**What the exercise asks**.
Report every line in the listing that contains the string "value".

**Information**.
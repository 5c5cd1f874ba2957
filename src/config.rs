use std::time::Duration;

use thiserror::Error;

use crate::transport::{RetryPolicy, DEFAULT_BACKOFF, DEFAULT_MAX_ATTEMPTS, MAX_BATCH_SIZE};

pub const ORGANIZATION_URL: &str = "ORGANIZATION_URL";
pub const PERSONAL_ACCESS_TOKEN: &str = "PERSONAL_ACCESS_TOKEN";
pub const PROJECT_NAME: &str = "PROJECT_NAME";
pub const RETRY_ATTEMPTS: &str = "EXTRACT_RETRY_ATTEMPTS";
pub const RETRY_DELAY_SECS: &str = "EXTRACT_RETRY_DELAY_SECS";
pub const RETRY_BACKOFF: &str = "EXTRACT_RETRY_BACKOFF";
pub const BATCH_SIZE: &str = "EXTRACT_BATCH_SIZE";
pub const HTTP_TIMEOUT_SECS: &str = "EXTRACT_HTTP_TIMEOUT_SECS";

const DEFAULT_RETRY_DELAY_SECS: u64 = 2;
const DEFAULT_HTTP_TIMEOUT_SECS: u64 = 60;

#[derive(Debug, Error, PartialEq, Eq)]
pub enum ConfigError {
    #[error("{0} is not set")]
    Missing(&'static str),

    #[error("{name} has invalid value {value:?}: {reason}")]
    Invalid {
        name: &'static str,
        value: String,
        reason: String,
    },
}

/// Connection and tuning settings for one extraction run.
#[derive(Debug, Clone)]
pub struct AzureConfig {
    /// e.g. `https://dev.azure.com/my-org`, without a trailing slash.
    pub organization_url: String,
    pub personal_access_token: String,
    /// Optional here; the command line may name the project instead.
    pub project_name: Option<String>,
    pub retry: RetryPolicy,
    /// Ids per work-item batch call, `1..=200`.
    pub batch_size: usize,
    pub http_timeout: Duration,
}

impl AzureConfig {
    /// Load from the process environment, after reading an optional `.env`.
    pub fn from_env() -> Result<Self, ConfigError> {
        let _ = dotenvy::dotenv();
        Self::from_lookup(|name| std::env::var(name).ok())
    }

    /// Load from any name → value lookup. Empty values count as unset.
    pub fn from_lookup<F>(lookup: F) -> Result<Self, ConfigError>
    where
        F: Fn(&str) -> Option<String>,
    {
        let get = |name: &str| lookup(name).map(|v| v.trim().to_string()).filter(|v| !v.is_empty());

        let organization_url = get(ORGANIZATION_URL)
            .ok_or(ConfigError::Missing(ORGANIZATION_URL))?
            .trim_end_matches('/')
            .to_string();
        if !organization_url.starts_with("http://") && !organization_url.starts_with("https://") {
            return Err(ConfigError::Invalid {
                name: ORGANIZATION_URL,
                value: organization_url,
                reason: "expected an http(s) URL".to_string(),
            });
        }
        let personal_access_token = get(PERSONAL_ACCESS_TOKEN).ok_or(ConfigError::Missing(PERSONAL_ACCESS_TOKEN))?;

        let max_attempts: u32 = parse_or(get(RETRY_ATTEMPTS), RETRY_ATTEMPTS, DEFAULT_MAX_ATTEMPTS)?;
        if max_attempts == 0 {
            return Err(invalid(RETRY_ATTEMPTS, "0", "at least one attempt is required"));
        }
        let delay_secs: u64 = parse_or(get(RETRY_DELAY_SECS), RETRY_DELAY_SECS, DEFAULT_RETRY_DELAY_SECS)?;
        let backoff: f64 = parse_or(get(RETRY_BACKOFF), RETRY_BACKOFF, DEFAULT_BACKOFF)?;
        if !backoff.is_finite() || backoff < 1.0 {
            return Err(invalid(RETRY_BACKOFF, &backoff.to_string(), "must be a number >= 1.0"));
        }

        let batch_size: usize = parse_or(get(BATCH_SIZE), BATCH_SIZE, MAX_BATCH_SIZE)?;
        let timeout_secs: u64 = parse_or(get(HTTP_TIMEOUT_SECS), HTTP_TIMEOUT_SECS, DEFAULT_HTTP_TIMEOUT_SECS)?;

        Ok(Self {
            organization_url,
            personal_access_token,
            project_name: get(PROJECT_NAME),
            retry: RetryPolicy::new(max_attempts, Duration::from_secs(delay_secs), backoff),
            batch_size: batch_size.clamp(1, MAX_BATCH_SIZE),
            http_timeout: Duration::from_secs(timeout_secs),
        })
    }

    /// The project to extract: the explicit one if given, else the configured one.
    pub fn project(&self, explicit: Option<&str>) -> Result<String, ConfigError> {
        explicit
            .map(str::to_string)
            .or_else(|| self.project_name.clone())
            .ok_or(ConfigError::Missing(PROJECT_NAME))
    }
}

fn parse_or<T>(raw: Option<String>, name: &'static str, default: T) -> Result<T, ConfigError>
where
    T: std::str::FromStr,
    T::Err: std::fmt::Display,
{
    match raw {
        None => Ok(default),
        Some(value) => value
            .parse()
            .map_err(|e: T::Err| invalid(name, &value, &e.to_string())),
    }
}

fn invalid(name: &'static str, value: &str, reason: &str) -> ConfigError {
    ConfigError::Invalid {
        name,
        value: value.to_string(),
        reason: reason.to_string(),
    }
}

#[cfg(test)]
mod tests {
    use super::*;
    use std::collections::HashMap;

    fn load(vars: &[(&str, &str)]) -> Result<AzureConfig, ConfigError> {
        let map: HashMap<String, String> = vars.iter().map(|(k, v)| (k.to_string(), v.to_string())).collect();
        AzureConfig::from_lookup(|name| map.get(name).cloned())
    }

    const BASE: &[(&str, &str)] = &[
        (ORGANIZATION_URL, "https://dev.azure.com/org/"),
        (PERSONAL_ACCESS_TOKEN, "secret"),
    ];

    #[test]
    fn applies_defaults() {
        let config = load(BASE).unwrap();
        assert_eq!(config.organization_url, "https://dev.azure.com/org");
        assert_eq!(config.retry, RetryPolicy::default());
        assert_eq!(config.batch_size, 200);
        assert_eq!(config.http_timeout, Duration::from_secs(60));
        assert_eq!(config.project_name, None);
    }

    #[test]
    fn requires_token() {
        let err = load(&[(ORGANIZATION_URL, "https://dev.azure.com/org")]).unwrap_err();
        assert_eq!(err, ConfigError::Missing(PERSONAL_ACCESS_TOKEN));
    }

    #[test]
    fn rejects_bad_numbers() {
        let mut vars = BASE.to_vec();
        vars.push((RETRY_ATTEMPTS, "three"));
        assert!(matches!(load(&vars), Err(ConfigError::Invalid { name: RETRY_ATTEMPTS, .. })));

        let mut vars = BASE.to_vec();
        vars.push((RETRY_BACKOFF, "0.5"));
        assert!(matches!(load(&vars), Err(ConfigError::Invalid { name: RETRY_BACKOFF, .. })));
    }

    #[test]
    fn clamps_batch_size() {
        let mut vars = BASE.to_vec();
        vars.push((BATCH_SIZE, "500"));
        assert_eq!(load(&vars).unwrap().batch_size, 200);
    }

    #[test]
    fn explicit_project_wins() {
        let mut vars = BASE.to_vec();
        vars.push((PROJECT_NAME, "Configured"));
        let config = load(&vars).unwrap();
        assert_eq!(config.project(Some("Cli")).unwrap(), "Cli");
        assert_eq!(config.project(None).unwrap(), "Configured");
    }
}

**Answer box**.
    #[error("{name} has invalid value {value:?}: {reason}")]
        value: String,
    /// Load from any name → value lookup. Empty values count as unset.
                value: organization_url,
        Some(value) => value
            .map_err(|e: T::Err| invalid(name, &value, &e.to_string())),
fn invalid(name: &'static str, value: &str, reason: &str) -> ConfigError {
        value: value.to_string(),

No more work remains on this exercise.